• Stored data:
%%

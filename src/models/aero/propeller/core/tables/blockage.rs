//! Nacelle blockage chart.

use crate::support::interp::Surface;

/// Blockage factor over (nacelle area ratio, equivalent advance ratio).
pub(crate) static BLOCKAGE: Surface<'static> = Surface::new(
    &[0.0, 0.05, 0.1, 0.2, 0.3, 0.4, 0.5],
    &[0.0, 0.5, 1.0, 1.5, 2.0, 3.0, 4.0, 5.0],
    &[
        &[1.0, 1.0, 1.0, 1.0, 1.0, 1.0, 1.0, 1.0],
        &[0.99108, 0.98845, 0.98537, 0.98185, 0.97787, 0.96858, 0.95749, 0.9446],
        &[0.98267, 0.97757, 0.9716, 0.96476, 0.95705, 0.939, 0.91747, 0.89244],
        &[0.96744, 0.95786, 0.94664, 0.93378, 0.91928, 0.88536, 0.8449, 0.79788],
        &[0.9543, 0.94085, 0.9251, 0.90705, 0.8867, 0.8391, 0.78229, 0.71629],
        &[0.94325, 0.92655, 0.90699, 0.88457, 0.8593, 0.80019, 0.72966, 0.6477],
        &[0.93429, 0.91495, 0.89231, 0.86635, 0.83709, 0.76865, 0.68699, 0.5921],
    ],
);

%%

• ACTION ITEM: Find the word "Surface" in the entries. Copy each line that holds it.

• SOLUTION:
use crate::support::interp::Surface;
pub(crate) static BLOCKAGE: Surface<'static> = Surface::new(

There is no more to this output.